WORK INSTRUCTIONS:
Hunt through the entries for the word "format" and copy each line in which it appears.

DATA SHOWN:
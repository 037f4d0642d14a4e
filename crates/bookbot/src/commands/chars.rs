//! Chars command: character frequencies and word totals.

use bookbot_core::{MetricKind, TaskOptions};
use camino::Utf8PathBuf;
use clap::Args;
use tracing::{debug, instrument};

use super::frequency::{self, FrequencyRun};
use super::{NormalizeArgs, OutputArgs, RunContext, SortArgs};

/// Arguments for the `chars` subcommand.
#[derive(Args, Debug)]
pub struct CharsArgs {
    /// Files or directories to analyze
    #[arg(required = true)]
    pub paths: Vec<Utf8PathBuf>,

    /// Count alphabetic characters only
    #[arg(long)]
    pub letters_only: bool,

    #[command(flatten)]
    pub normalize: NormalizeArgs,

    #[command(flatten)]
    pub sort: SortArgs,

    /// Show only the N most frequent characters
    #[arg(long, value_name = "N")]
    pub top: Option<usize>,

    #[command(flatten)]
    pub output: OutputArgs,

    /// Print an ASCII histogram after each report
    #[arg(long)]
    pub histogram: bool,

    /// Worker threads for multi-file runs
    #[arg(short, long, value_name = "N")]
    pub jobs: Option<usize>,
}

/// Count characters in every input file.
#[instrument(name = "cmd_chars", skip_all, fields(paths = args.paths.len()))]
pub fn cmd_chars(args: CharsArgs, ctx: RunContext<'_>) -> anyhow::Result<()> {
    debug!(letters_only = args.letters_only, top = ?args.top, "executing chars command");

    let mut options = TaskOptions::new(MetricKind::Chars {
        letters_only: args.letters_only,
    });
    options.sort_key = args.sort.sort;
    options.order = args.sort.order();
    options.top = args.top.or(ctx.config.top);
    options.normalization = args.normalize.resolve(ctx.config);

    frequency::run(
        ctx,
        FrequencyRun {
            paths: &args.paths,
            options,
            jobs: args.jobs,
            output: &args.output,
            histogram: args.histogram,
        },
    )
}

* * *

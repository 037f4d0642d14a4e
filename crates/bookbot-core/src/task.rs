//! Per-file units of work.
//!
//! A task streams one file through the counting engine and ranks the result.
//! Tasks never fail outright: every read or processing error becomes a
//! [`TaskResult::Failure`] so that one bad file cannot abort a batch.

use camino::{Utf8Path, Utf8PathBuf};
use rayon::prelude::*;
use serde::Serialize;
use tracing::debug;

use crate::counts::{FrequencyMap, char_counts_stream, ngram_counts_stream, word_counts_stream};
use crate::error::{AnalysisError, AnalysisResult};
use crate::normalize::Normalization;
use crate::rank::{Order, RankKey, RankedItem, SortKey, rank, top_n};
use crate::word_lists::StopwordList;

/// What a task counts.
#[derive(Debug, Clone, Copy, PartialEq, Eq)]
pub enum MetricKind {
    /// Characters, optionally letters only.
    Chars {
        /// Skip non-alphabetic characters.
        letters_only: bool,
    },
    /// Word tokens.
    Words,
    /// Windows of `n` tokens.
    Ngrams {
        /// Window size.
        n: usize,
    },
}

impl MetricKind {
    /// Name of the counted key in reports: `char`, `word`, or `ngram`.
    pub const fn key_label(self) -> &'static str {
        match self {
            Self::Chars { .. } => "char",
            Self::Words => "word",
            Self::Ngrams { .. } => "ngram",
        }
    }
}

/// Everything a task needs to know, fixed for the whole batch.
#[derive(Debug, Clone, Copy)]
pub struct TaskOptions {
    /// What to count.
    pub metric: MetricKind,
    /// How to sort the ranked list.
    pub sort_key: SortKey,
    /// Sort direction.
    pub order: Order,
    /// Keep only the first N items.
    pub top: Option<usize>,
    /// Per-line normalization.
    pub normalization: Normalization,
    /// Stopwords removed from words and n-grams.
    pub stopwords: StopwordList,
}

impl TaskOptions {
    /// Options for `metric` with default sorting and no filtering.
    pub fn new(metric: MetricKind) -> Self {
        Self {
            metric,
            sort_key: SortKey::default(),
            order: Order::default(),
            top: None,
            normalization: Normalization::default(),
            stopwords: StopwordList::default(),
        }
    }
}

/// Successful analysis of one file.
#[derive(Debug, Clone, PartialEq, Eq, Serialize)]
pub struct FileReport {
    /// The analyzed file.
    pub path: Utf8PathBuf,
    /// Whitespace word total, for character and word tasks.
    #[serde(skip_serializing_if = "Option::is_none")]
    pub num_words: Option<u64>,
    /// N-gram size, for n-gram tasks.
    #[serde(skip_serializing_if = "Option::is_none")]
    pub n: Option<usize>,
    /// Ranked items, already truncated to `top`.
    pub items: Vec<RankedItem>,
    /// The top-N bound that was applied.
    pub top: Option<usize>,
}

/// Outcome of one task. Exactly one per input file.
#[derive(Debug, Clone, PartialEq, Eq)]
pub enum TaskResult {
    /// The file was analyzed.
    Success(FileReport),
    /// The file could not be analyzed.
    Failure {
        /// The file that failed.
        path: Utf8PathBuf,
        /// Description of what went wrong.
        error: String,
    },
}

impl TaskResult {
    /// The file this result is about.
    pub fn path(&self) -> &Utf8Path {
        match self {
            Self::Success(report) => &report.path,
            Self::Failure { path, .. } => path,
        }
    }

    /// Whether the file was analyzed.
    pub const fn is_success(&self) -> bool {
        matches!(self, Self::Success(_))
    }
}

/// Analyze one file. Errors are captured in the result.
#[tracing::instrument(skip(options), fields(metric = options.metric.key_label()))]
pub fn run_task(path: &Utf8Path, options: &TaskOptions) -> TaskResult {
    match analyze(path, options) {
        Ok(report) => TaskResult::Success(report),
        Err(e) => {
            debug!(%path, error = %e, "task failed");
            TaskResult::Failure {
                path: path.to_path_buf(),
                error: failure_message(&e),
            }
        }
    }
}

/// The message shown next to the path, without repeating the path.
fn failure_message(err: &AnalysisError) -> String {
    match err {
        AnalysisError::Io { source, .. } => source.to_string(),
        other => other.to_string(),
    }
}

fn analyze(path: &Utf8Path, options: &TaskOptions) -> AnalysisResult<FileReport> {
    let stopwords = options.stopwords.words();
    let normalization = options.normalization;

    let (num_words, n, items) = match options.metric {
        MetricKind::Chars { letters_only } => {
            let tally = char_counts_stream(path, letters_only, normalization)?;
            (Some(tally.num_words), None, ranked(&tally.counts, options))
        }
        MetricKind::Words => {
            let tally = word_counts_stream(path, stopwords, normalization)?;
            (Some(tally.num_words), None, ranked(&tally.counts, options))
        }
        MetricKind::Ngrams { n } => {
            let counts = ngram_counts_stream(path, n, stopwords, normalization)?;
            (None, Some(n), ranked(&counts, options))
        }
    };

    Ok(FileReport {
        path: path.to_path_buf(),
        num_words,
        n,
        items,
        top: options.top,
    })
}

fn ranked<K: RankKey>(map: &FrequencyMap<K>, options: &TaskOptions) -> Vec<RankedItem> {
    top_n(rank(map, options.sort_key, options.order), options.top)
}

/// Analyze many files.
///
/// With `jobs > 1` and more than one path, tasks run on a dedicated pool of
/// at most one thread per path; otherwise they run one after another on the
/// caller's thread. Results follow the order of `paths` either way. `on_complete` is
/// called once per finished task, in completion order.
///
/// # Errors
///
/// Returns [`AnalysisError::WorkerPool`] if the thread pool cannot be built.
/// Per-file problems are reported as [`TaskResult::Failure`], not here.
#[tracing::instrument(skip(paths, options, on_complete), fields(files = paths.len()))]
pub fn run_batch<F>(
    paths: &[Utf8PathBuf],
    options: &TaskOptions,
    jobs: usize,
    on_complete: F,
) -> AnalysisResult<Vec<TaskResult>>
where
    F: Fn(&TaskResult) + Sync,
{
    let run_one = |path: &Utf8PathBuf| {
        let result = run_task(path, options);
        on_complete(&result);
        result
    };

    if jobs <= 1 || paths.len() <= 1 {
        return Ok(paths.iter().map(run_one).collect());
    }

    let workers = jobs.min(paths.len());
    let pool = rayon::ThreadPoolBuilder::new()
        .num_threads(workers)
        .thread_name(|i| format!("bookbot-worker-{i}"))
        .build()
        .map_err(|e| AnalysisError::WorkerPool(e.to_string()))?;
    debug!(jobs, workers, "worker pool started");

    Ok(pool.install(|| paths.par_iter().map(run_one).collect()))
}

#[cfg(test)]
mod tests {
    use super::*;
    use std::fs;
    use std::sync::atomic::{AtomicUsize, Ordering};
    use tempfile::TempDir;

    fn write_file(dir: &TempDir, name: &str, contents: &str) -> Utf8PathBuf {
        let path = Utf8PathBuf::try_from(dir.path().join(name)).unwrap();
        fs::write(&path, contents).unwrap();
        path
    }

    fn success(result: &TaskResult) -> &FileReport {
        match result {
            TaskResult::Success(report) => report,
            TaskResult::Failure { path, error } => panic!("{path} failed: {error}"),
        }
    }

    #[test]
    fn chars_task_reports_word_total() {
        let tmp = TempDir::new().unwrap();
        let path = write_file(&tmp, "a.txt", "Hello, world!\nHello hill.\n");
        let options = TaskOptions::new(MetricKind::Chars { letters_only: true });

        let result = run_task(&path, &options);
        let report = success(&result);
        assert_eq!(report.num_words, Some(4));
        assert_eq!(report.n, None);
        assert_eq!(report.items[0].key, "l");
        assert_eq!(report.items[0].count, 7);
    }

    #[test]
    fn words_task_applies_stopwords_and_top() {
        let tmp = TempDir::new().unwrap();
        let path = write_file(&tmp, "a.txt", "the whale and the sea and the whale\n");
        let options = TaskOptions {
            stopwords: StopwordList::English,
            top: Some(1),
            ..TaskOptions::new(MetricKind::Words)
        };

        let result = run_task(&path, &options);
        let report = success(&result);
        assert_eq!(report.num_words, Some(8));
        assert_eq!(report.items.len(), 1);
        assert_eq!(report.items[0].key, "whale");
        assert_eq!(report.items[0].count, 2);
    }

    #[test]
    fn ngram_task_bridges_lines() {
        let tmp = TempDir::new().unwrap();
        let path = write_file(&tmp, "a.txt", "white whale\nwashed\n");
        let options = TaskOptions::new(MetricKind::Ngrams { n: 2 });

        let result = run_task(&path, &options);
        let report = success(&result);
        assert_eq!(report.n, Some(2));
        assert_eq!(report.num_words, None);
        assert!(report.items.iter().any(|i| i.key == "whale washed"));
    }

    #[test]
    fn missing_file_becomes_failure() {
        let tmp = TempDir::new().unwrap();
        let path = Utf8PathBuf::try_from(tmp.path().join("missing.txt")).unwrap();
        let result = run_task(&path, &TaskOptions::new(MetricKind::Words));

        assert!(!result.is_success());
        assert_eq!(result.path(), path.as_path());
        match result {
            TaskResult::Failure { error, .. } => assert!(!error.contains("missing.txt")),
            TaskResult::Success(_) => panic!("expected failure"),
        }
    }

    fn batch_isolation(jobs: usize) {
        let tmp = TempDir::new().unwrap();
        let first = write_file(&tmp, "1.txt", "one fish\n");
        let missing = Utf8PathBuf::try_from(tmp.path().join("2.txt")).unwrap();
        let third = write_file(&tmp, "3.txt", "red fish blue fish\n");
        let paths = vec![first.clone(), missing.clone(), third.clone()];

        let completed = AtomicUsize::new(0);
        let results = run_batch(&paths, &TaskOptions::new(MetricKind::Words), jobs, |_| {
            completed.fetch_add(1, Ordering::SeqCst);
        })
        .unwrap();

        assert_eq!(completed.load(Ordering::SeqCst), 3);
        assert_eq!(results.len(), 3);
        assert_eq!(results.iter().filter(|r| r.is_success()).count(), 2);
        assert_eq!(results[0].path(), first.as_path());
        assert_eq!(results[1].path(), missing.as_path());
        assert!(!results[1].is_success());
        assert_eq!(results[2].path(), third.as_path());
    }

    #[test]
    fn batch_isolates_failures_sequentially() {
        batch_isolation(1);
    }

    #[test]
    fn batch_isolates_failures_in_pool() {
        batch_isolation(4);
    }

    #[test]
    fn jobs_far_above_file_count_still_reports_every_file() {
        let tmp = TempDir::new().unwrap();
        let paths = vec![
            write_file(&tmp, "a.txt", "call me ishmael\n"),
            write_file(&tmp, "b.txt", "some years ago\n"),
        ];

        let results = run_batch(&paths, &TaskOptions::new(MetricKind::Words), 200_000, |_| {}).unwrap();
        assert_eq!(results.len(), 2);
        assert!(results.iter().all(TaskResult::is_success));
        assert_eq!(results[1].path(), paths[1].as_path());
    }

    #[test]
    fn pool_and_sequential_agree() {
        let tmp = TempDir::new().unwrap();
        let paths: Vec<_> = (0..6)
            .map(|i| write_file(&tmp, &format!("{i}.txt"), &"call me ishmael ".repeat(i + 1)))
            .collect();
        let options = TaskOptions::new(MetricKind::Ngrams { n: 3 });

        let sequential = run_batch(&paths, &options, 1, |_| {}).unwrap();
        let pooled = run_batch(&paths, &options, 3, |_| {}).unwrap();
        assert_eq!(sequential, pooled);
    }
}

RESULT:
        .thread_name(|i| format!("bookbot-worker-{i}"))
            .map(|i| write_file(&tmp, &format!("{i}.txt"), &"call me ishmael ".repeat(i + 1)))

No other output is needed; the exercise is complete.